* EXERCISE DIRECTIONS *
Locate each line of the material that contains "extends", then return it.

* INFORMATION *

//! A minimal PE32 / CLI metadata writer for tests.
//!
//! Produces a single-section image holding a CLI header and a metadata root
//! with `#~`, `#Strings` and `#Blob` streams. Only the tables the reader
//! consumes are emitted; every heap and table index is two bytes wide.

#![allow(dead_code)]

use std::collections::HashMap;

pub const PUBLIC: u32 = 0x1;
pub const NESTED_PUBLIC: u32 = 0x2;
pub const NESTED_PRIVATE: u32 = 0x3;
pub const INTERFACE: u32 = 0x20 | 0x80;
pub const SEALED: u32 = 0x100;

pub const M_PUBLIC: u16 = 0x6;
pub const M_PRIVATE: u16 = 0x1;
pub const M_STATIC: u16 = 0x10;
pub const M_VIRTUAL_ABSTRACT: u16 = 0x40 | 0x400;
pub const M_SPECIAL_NAME: u16 = 0x800;

/// A type token usable in `extends` columns and signatures.
#[derive(Debug, Clone, Copy)]
pub enum Tok {
    Def(u32),
    Ref(u32),
}

impl Tok {
    fn coded(self) -> u32 {
        match self {
            Tok::Def(row) => row << 2,
            Tok::Ref(row) => (row << 2) | 1,
        }
    }
}

/// Signature blob fragments.
pub mod sig {
    use super::Tok;

    pub const VOID: &[u8] = &[0x01];
    pub const BOOL: &[u8] = &[0x02];
    pub const I4: &[u8] = &[0x08];
    pub const R8: &[u8] = &[0x0D];
    pub const STRING: &[u8] = &[0x0E];
    pub const OBJECT: &[u8] = &[0x1C];

    pub fn compressed(value: u32) -> Vec<u8> {
        if value < 0x80 {
            vec![value as u8]
        } else if value < 0x4000 {
            vec![0x80 | (value >> 8) as u8, value as u8]
        } else {
            vec![
                0xC0 | (value >> 24) as u8,
                (value >> 16) as u8,
                (value >> 8) as u8,
                value as u8,
            ]
        }
    }

    pub fn class(tok: Tok) -> Vec<u8> {
        let mut out = vec![0x12];
        out.extend(compressed(tok.coded()));
        out
    }

    pub fn value_type(tok: Tok) -> Vec<u8> {
        let mut out = vec![0x11];
        out.extend(compressed(tok.coded()));
        out
    }

    pub fn var(n: u32) -> Vec<u8> {
        let mut out = vec![0x13];
        out.extend(compressed(n));
        out
    }

    pub fn mvar(n: u32) -> Vec<u8> {
        let mut out = vec![0x1E];
        out.extend(compressed(n));
        out
    }

    pub fn szarray(inner: &[u8]) -> Vec<u8> {
        let mut out = vec![0x1D];
        out.extend_from_slice(inner);
        out
    }

    pub fn by_ref(inner: &[u8]) -> Vec<u8> {
        let mut out = vec![0x10];
        out.extend_from_slice(inner);
        out
    }

    pub fn generic_inst(base: Tok, args: &[Vec<u8>]) -> Vec<u8> {
        let mut out = vec![0x15, 0x12];
        out.extend(compressed(base.coded()));
        out.extend(compressed(args.len() as u32));
        for arg in args {
            out.extend_from_slice(arg);
        }
        out
    }

    pub fn method(has_this: bool, generic: u32, ret: &[u8], params: &[Vec<u8>]) -> Vec<u8> {
        let mut conv = if has_this { 0x20 } else { 0x00 };
        if generic > 0 {
            conv |= 0x10;
        }
        let mut out = vec![conv];
        if generic > 0 {
            out.extend(compressed(generic));
        }
        out.extend(compressed(params.len() as u32));
        out.extend_from_slice(ret);
        for p in params {
            out.extend_from_slice(p);
        }
        out
    }
}

struct MethodSpec {
    name: String,
    flags: u16,
    signature: Vec<u8>,
    params: Vec<String>,
    generic_params: Vec<String>,
}

struct TypeSpecRow {
    namespace: String,
    name: String,
    flags: u32,
    extends: Option<Tok>,
    methods: Vec<MethodSpec>,
    generic_params: Vec<String>,
}

pub struct AssemblyBuilder {
    name: Option<String>,
    assembly_refs: Vec<String>,
    type_refs: Vec<(u32, String, String)>,
    types: Vec<TypeSpecRow>,
    nested: Vec<(u32, u32)>,
}

impl AssemblyBuilder {
    pub fn new(name: &str) -> Self {
        let mut builder = AssemblyBuilder {
            name: Some(name.to_string()),
            assembly_refs: Vec::new(),
            type_refs: Vec::new(),
            types: Vec::new(),
            nested: Vec::new(),
        };
        builder.type_def("", "<Module>", 0, None);
        builder
    }

    /// An image without an `Assembly` row.
    pub fn module_only() -> Self {
        let mut builder = AssemblyBuilder::new("");
        builder.name = None;
        builder
    }

    /// Returns the 1-based AssemblyRef row.
    pub fn assembly_ref(&mut self, name: &str) -> u32 {
        self.assembly_refs.push(name.to_string());
        self.assembly_refs.len() as u32
    }

    pub fn type_ref(&mut self, assembly_ref: u32, namespace: &str, name: &str) -> Tok {
        self.type_refs
            .push((assembly_ref, namespace.to_string(), name.to_string()));
        Tok::Ref(self.type_refs.len() as u32)
    }

    /// Returns the 1-based TypeDef row.
    pub fn type_def(&mut self, namespace: &str, name: &str, flags: u32, extends: Option<Tok>) -> u32 {
        self.types.push(TypeSpecRow {
            namespace: namespace.to_string(),
            name: name.to_string(),
            flags,
            extends,
            methods: Vec::new(),
            generic_params: Vec::new(),
        });
        self.types.len() as u32
    }

    pub fn nest(&mut self, inner: u32, outer: u32) {
        self.nested.push((inner, outer));
    }

    pub fn type_generic_param(&mut self, ty: u32, name: &str) {
        self.types[ty as usize - 1].generic_params.push(name.to_string());
    }

    pub fn method(&mut self, ty: u32, name: &str, flags: u16, signature: Vec<u8>, params: &[&str]) {
        self.method_generic(ty, name, flags, signature, params, &[]);
    }

    pub fn method_generic(
        &mut self,
        ty: u32,
        name: &str,
        flags: u16,
        signature: Vec<u8>,
        params: &[&str],
        generic_params: &[&str],
    ) {
        self.types[ty as usize - 1].methods.push(MethodSpec {
            name: name.to_string(),
            flags,
            signature,
            params: params.iter().map(|p| p.to_string()).collect(),
            generic_params: generic_params.iter().map(|p| p.to_string()).collect(),
        });
    }

    pub fn build(&self) -> Vec<u8> {
        let metadata = self.metadata();
        pe_image(&metadata)
    }

    fn metadata(&self) -> Vec<u8> {
        let mut strings = Strings::default();
        let mut blobs = Blobs::default();

        let mut rows: HashMap<u8, (u32, Vec<u8>)> = HashMap::new();
        let mut table = |id: u8, row: Vec<u8>| {
            let entry = rows.entry(id).or_insert((0, Vec::new()));
            entry.0 += 1;
            entry.1.extend(row);
        };

        // Module
        let mut module = Vec::new();
        push16(&mut module, 0);
        push16(&mut module, strings.add("test.dll"));
        push16(&mut module, 0);
        push16(&mut module, 0);
        push16(&mut module, 0);
        table(0x00, module);

        // TypeRef
        for (assembly_ref, namespace, name) in &self.type_refs {
            let mut row = Vec::new();
            push16(&mut row, (assembly_ref << 2) | 2);
            push16(&mut row, strings.add(name));
            push16(&mut row, strings.add(namespace));
            table(0x01, row);
        }

        // TypeDef, MethodDef, Param, GenericParam
        let mut method_rows = Vec::new();
        let mut param_rows = Vec::new();
        let mut generic_rows: Vec<(u16, u32, String)> = Vec::new();
        let mut next_method = 1u32;
        let mut next_param = 1u32;
        for (i, ty) in self.types.iter().enumerate() {
            let mut row = Vec::new();
            push32(&mut row, ty.flags);
            push16(&mut row, strings.add(&ty.name));
            push16(&mut row, strings.add(&ty.namespace));
            push16(&mut row, ty.extends.map(Tok::coded).unwrap_or(0));
            push16(&mut row, 1);
            push16(&mut row, next_method);
            table(0x02, row);

            for (n, name) in ty.generic_params.iter().enumerate() {
                generic_rows.push((n as u16, ((i as u32 + 1) << 1), name.clone()));
            }

            for method in &ty.methods {
                let mut row = Vec::new();
                push32(&mut row, 0);
                push16(&mut row, 0);
                push16(&mut row, u32::from(method.flags));
                push16(&mut row, strings.add(&method.name));
                push16(&mut row, blobs.add(&method.signature));
                push16(&mut row, next_param);
                method_rows.push(row);

                for (n, name) in method.generic_params.iter().enumerate() {
                    generic_rows.push((n as u16, (next_method << 1) | 1, name.clone()));
                }
                for (seq, name) in method.params.iter().enumerate() {
                    let mut row = Vec::new();
                    push16(&mut row, 0);
                    push16(&mut row, seq as u32 + 1);
                    push16(&mut row, strings.add(name));
                    param_rows.push(row);
                    next_param += 1;
                }
                next_method += 1;
            }
        }
        for row in method_rows {
            table(0x06, row);
        }
        for row in param_rows {
            table(0x08, row);
        }

        // Assembly
        if let Some(name) = &self.name {
            let mut row = Vec::new();
            push32(&mut row, 0x8004);
            for v in [1, 0, 0, 0] {
                push16(&mut row, v);
            }
            push32(&mut row, 0);
            push16(&mut row, 0);
            push16(&mut row, strings.add(name));
            push16(&mut row, 0);
            table(0x20, row);
        }

        // AssemblyRef
        for name in &self.assembly_refs {
            let mut row = Vec::new();
            for v in [4, 0, 0, 0] {
                push16(&mut row, v);
            }
            push32(&mut row, 0);
            push16(&mut row, 0);
            push16(&mut row, strings.add(name));
            push16(&mut row, 0);
            push16(&mut row, 0);
            table(0x23, row);
        }

        // NestedClass
        for (inner, outer) in &self.nested {
            let mut row = Vec::new();
            push16(&mut row, *inner);
            push16(&mut row, *outer);
            table(0x29, row);
        }

        // GenericParam
        for (number, owner, name) in &generic_rows {
            let mut row = Vec::new();
            push16(&mut row, u32::from(*number));
            push16(&mut row, 0);
            push16(&mut row, *owner);
            push16(&mut row, strings.add(name));
            table(0x2A, row);
        }

        let mut ids: Vec<u8> = rows.keys().copied().collect();
        ids.sort_unstable();
        let mut tables = Vec::new();
        push32(&mut tables, 0);
        tables.extend([2, 0, 0, 1]);
        let valid = ids.iter().fold(0u64, |acc, id| acc | (1u64 << id));
        tables.extend(valid.to_le_bytes());
        tables.extend(0u64.to_le_bytes());
        for id in &ids {
            push32(&mut tables, rows[id].0);
        }
        for id in &ids {
            tables.extend(&rows[id].1);
        }

        metadata_root(&[
            ("#~", pad4(tables)),
            ("#Strings", pad4(strings.data)),
            ("#Blob", pad4(blobs.data)),
        ])
    }
}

* TASK OUTPUT *
/// A type token usable in `extends` columns and signatures.
    extends: Option<Tok>,
    pub fn type_def(&mut self, namespace: &str, name: &str, flags: u32, extends: Option<Tok>) -> u32 {
            extends,
            push16(&mut row, ty.extends.map(Tok::coded).unwrap_or(0));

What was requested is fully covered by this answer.